**HOW TO COMPLETE THIS TASK**.
The line holding "let response = match" and all lines that follow it to the end of the data: return these exactly, and nothing more.

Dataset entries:
------
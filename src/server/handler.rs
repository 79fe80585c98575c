//! Per-connection request handling.
//!
//! One connection carries exactly one exchange: decode the request, run the
//! named tool with its output captured in memory, send status and outputs back,
//! close. Failures stay inside the connection; [`serve_connection`] is the
//! boundary that logs them so the accept loop never sees them.
//!
//! A connection only counts as served once a request has been decoded from it.
//! Liveness checks that connect and hang up are neither counted nor logged as
//! failures.

use std::sync::Arc;
use std::time::Instant;

use tokio::io::{AsyncRead, AsyncWrite, AsyncWriteExt};
use tokio::sync::watch;

use crate::error::{PortalError, TOOL_NOT_FOUND_STATUS};
use crate::protocol::{Request, Response};
use crate::tool::{capture, Tool, ToolRegistry};

/// Handle one connection and log whatever goes wrong.
pub async fn serve_connection<C>(
    conn: C,
    registry: Arc<ToolRegistry>,
    served: Arc<watch::Sender<u64>>,
    connection: u64,
) where
    C: AsyncRead + AsyncWrite + Unpin,
{
    let start = Instant::now();
    match handle_connection(conn, &registry, &served).await {
        Ok(Some(status)) => tracing::debug!(
            connection,
            status,
            duration_ms = %start.elapsed().as_millis(),
            "request served"
        ),
        Ok(None) => tracing::debug!(connection, "connection closed without a request"),
        Err(e) => tracing::error!(connection, error = %e, "request failed"),
    }
}

/// Run one request/response exchange, returning the status sent to the client.
///
/// `served` is bumped as soon as a request is decoded. Returns `None` when the
/// peer hung up before sending anything. An unknown tool is answered with
/// [`TOOL_NOT_FOUND_STATUS`]; only transport, framing, and tool-crash failures
/// are returned as errors, and in those cases nothing is written back.
pub async fn handle_connection<C>(
    mut conn: C,
    registry: &ToolRegistry,
    served: &watch::Sender<u64>,
) -> crate::Result<Option<i32>>
where
    C: AsyncRead + AsyncWrite + Unpin,
{
    let Some(request) = Request::read_if_any(&mut conn).await? else {
        return Ok(None);
    };
    served.send_modify(|n| *n += 1);

    let response = match registry.find(&request.tool) {
        Some(tool) => invoke(tool, request).await?,
        None => {
            let err = PortalError::ToolNotFound(request.tool);
            tracing::warn!(error = %err, "rejecting request");
            Response::failure(TOOL_NOT_FOUND_STATUS, err)
        }
    };

    response.write_to(&mut conn).await?;
    conn.shutdown().await?;
    Ok(Some(response.status))
}

/// Run the tool on the blocking pool; tools are synchronous and may take a while.
async fn invoke(tool: Arc<dyn Tool>, request: Request) -> crate::Result<Response> {
    let Request { tool: name, args } = request;
    tracing::debug!(tool = %name, args = args.len(), "invoking tool");
    tokio::task::spawn_blocking(move || capture(tool.as_ref(), &args))
        .await
        .map_err(|e| PortalError::ToolFailed {
            tool: name,
            reason: e.to_string(),
        })
}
------
**WRITTEN SOLUTION**.
    let response = match registry.find(&request.tool) {
        Some(tool) => invoke(tool, request).await?,
        None => {
            let err = PortalError::ToolNotFound(request.tool);
            tracing::warn!(error = %err, "rejecting request");
            Response::failure(TOOL_NOT_FOUND_STATUS, err)
        }
    };

    response.write_to(&mut conn).await?;
    conn.shutdown().await?;
    Ok(Some(response.status))
}

/// Run the tool on the blocking pool; tools are synchronous and may take a while.
async fn invoke(tool: Arc<dyn Tool>, request: Request) -> crate::Result<Response> {
    let Request { tool: name, args } = request;
    tracing::debug!(tool = %name, args = args.len(), "invoking tool");
    tokio::task::spawn_blocking(move || capture(tool.as_ref(), &args))
        .await
        .map_err(|e| PortalError::ToolFailed {
            tool: name,
            reason: e.to_string(),
        })
}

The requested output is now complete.